Con todo, la aventura en el barrio de los muertos había resultado excesiva. Durante algunos días apenas salí de casa y abusé del éter más de lo debido. Podía dormir en cualquier sitio, a cualquier hora. A veces me entraba el sueño mientras comía y se me cerraban los ojos llevando la cuchara del plato a la boca. Por la mañana, al levantarme, pensaba con enorme gratitud en la llegada de la noche.
A menudo fantaseaba con que me atacara una de esas enfermedades que te obligan a guardar cama un año o dos. Mi madre se acercaba a mí, y me tocaba la frente, para ver si tenía fiebre. A veces decía: «Este niño está incubando algo.» La frase sonaba a amenaza. Todavía hoy, esa expresión, incubar algo, me aterra, porque, visto con perspectiva, sí, estaba incubando una adolescencia aciaga, quizá una existencia fatal.

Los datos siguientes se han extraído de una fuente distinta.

use octograph_domain::domain::{Point, Reading, SeriesKind, TariffRate};

use crate::{
    sources::paginated::{PaginatedFetcher, RetryState},
    transform,
    window::Window,
};

/// Half-hour intervals in one day; fewer readings than this means upstream
/// has not caught up yet.
pub const READINGS_PER_DAY: usize = 48;

/// Recoverable failure of a single page request. Never escapes the fetcher
/// except as the last error of `PipelineError::UpstreamExhausted`.
#[derive(thiserror::Error, Debug, Clone, PartialEq, Eq)]
pub enum UpstreamError {
    /// Connection error, timeout or non-2xx status.
    #[error("transport error: {0}")]
    Transport(String),
    /// The body was not a consumption page.
    #[error("payload error: {0}")]
    Payload(String),
}

impl UpstreamError {
    pub fn kind(&self) -> &'static str {
        match self {
            Self::Transport(_) => "transport",
            Self::Payload(_) => "payload",
        }
    }
}

#[derive(thiserror::Error, Debug)]
pub enum PipelineError {
    #[error("configuration error: {0}")]
    Configuration(String),
    #[error(
        "persistent error contacting the consumption API after {attempts} retries ({last}); review the log for earlier errors"
    )]
    UpstreamExhausted { attempts: u32, last: UpstreamError },
    #[error("sink rejected {series} batch: {message}")]
    SinkWrite { series: SeriesKind, message: String },
    #[error("run state error: {0}")]
    State(String),
    #[error("metrics export error: {0}")]
    Metrics(String),
}

/// One parsed page of the consumption API.
#[derive(Debug, Clone, PartialEq, Default)]
pub struct ConsumptionPage {
    pub results: Vec<Reading>,
    /// `page` value of the next request, if there is one.
    pub next_page: Option<String>,
}

/// Seam over the metering API: one request for one page.
#[async_trait::async_trait]
pub trait ConsumptionApi: Send + Sync {
    async fn get_page(
        &self,
        endpoint: &str,
        window: &Window,
        page: Option<&str>,
    ) -> Result<ConsumptionPage, UpstreamError>;
}

/// Time-series store. A batch is either written in full or rejected.
#[async_trait::async_trait]
pub trait PointSink: Send + Sync {
    async fn store(&self, series: SeriesKind, points: &[Point]) -> Result<(), PipelineError>;
}

/// Everything needed to ingest one series.
#[derive(Debug, Clone, PartialEq)]
pub struct SeriesJob {
    pub kind: SeriesKind,
    pub endpoint: String,
    pub rate: TariffRate,
}

#[derive(Debug, Clone, Copy, PartialEq, Eq)]
pub struct SeriesOutcome {
    pub kind: SeriesKind,
    pub readings: usize,
}

#[derive(Debug, Clone, Default, PartialEq, Eq)]
pub struct RunOutcome {
    pub series: Vec<SeriesOutcome>,
    pub retries_used: u32,
}

impl RunOutcome {
    /// True when any series returned less than a day's worth of readings.
    pub fn below_expectation(&self) -> bool {
        self.series.iter().any(|s| s.readings < READINGS_PER_DAY)
    }
}

pub struct Pipeline<A, K> {
    pub fetcher: PaginatedFetcher<A>,
    pub sink: K,
}

impl<A, K> Pipeline<A, K>
where
    A: ConsumptionApi,
    K: PointSink,
{
    /// Fetches, prices and stores each series in turn.
    ///
    /// A series is only handed to the sink once its fetch has completed, so a
    /// failure never leaves a partially written series behind. `retry` is
    /// shared by every series of the run.
    pub async fn run(
        &self,
        jobs: &[SeriesJob],
        window: &Window,
        retry: &mut RetryState,
    ) -> Result<RunOutcome, PipelineError> {
        let mut outcome = RunOutcome::default();

        for job in jobs {
            tracing::info!(
                series = %job.kind,
                from = %window.from_iso(),
                to = %window.to_iso(),
                "retrieving consumption"
            );

            let readings = self
                .fetcher
                .fetch(job.kind, &job.endpoint, window, retry)
                .await?;

            let corrected = readings
                .iter()
                .filter(|r| transform::is_meter_error(r.consumption))
                .count();
            if corrected > 0 {
                tracing::warn!(
                    series = %job.kind,
                    readings = corrected,
                    "meter reported overflow sentinel, storing zero consumption"
                );
            }

            let points = transform::transform(job.kind, &readings, &job.rate);
            self.sink.store(job.kind, &points).await?;

            tracing::info!(series = %job.kind, readings = readings.len(), "stored consumption points");
            outcome.series.push(SeriesOutcome {
                kind: job.kind,
                readings: readings.len(),
            });
        }

        outcome.retries_used = retry.attempts_used();
        Ok(outcome)
    }
}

Finalmente no me atacó ninguna de esas enfermedades que te obligan a guardar cama un año o dos, sino unas anginas cuya fiebre asustó a mis padres y a mí me proporcionó instantes de verdadera dicha. La palabra fiebre es la más bella de la lengua (fiebre, fiebre, fiebre). Ninguna de las drogas que probé luego, a lo largo de la vida, me proporcionó las experiencias alucinógenas de la fiebre.

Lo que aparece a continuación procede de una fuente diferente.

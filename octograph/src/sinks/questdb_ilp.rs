use std::net::SocketAddr;

use octograph_domain::domain::{Point, SeriesKind};
use tokio::{io::AsyncWriteExt, net::TcpStream};

use crate::pipeline::{PipelineError, PointSink};

use super::line_protocol::encode_batch;

/// Writes a batch over QuestDB's ILP TCP endpoint.
///
/// One connection per batch, closed once the whole payload is written. ILP
/// over TCP has no acknowledgement, so a failed connect, write or close is
/// the only rejection that can be observed.
pub struct QuestDbIlpSink {
    addr: SocketAddr,
}

impl QuestDbIlpSink {
    pub fn new(addr: SocketAddr) -> Self {
        Self { addr }
    }

    async fn write_batch(&self, payload: &[u8]) -> std::io::Result<()> {
        let mut stream = TcpStream::connect(self.addr).await?;
        stream.set_nodelay(true)?;
        stream.write_all(payload).await?;
        stream.flush().await?;
        stream.shutdown().await
    }
}

#[async_trait::async_trait]
impl PointSink for QuestDbIlpSink {
    async fn store(&self, series: SeriesKind, points: &[Point]) -> Result<(), PipelineError> {
        if points.is_empty() {
            return Ok(());
        }

        let payload = encode_batch(points).into_bytes();

        match self.write_batch(&payload).await {
            Ok(()) => {
                metrics::counter!("sink_points_written_total", "series" => series.as_str())
                    .increment(points.len() as u64);
                metrics::counter!("questdb_ilp_bytes_total").increment(payload.len() as u64);
                tracing::debug!(series = %series, points = points.len(), "wrote batch to QuestDB ILP");
                Ok(())
            }
            Err(e) => {
                tracing::error!(series = %series, error = %e, "QuestDB ILP write failed");
                metrics::counter!("sink_errors_total", "series" => series.as_str()).increment(1);
                Err(PipelineError::SinkWrite {
                    series,
                    message: format!("ilp write to {} failed: {e}", self.addr),
                })
            }
        }
    }
}
pub mod point;
pub mod reading;
pub mod series;
pub mod tariff;

pub use point::{Point, PointFields, PointTags};
pub use reading::Reading;
pub use series::SeriesKind;
pub use tariff::TariffRate;
use chrono::{DateTime, Offset, Timelike, Utc};
use chrono_tz::Tz;
use time::{format_description::well_known::Rfc3339, OffsetDateTime, UtcOffset};

use crate::pipeline::PipelineError;

/// Lookback of the very first run, which imports all available history.
pub const BACKFILL_WEEKS: i64 = 208;

/// Longest recent lookback; anything at or beyond this is a backfill.
pub const MAX_LOOKBACK_HOURS: u32 = BACKFILL_WEEKS as u32 * 7 * 24;

pub const DEFAULT_LOOKBACK_HOURS: u32 = 24;

#[derive(Debug, Clone, Copy, PartialEq, Eq)]
pub enum Lookback {
    Backfill,
    Hours(u32),
}

impl Lookback {
    fn duration(&self) -> chrono::Duration {
        match self {
            Self::Backfill => chrono::Duration::weeks(BACKFILL_WEEKS),
            Self::Hours(hours) => chrono::Duration::hours(i64::from(*hours)),
        }
    }
}

/// Half-open retrieval window `[from, to)`, both ends carrying the local
/// offset they are requested with.
#[derive(Debug, Clone, PartialEq, Eq)]
pub struct Window {
    from_iso: String,
    to_iso: String,
}

impl Window {
    pub fn new(from: OffsetDateTime, to: OffsetDateTime) -> Result<Self, PipelineError> {
        if to <= from {
            return Err(PipelineError::Configuration(format!(
                "empty retrieval window {from} .. {to}"
            )));
        }
        let format = |ts: OffsetDateTime| {
            ts.format(&Rfc3339)
                .map_err(|e| PipelineError::Configuration(format!("unformattable timestamp {ts}: {e}")))
        };
        Ok(Self {
            from_iso: format(from)?,
            to_iso: format(to)?,
        })
    }

    /// Window of `lookback` ending at the start of the current hour in `tz`.
    /// Steps back from `now` instead of resolving a local wall time, so the
    /// repeated hour after clocks go back ends at its own start.
    pub fn select(now: DateTime<Utc>, tz: Tz, lookback: Lookback) -> Result<Self, PipelineError> {
        let local = now.with_timezone(&tz);
        let into_hour = chrono::Duration::seconds(i64::from(local.minute() * 60 + local.second()))
            + chrono::Duration::nanoseconds(i64::from(local.nanosecond()));
        let to = now
            .checked_sub_signed(into_hour)
            .ok_or_else(|| PipelineError::Configuration(format!("no hour start before {now}")))?;
        let from = to.checked_sub_signed(lookback.duration()).ok_or_else(|| {
            PipelineError::Configuration(format!("lookback {lookback:?} reaches out of range"))
        })?;

        Self::new(
            to_offset_datetime(from.with_timezone(&tz))?,
            to_offset_datetime(to.with_timezone(&tz))?,
        )
    }

    /// `period_from` as sent to the API.
    pub fn from_iso(&self) -> &str {
        &self.from_iso
    }

    /// `period_to` as sent to the API.
    pub fn to_iso(&self) -> &str {
        &self.to_iso
    }
}

fn to_offset_datetime(dt: DateTime<Tz>) -> Result<OffsetDateTime, PipelineError> {
    let offset = UtcOffset::from_whole_seconds(dt.offset().fix().local_minus_utc())
        .map_err(|e| PipelineError::Configuration(format!("unsupported offset for {dt}: {e}")))?;
    let utc = OffsetDateTime::from_unix_timestamp(dt.timestamp())
        .map_err(|e| PipelineError::Configuration(format!("timestamp out of range for {dt}: {e}")))?;
    Ok(utc.to_offset(offset))
}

Deberían vender pastillas productoras de fiebre. No mucha: esas ocho o nueve décimas que nos extrañan de la realidad. Recuerdo todas y cada una de las ocasiones en las que he visto el mundo a través de la fiebre. Todas y cada una de las ocasiones en las que el mundo me ha mirado a mí a través de la fiebre. Me han producido fiebre las anginas, desde luego, pero también la lectura de ciertos libros. Algunos capítulos de
Crimen y castigo,
por ejemplo, me producían fiebre. Todavía me la producen si los leo con la concentración adecuada. He tenido, en ocasiones, una experiencia rara: la de detectar la fiebre en la realidad. No hace mucho, una mañana, a los cinco minutos de sentarme a trabajar, me pareció que la habitación tenía fiebre. Y no sólo la habitación, sino cada uno de los objetos que había en ella. Toqué los libros y tenían fiebre, toqué mis fetiches y tenían fiebre, acaricié el respaldo de la silla y tenía fiebre. Me puse a escribir un artículo y me salió, claro, un artículo con fiebre.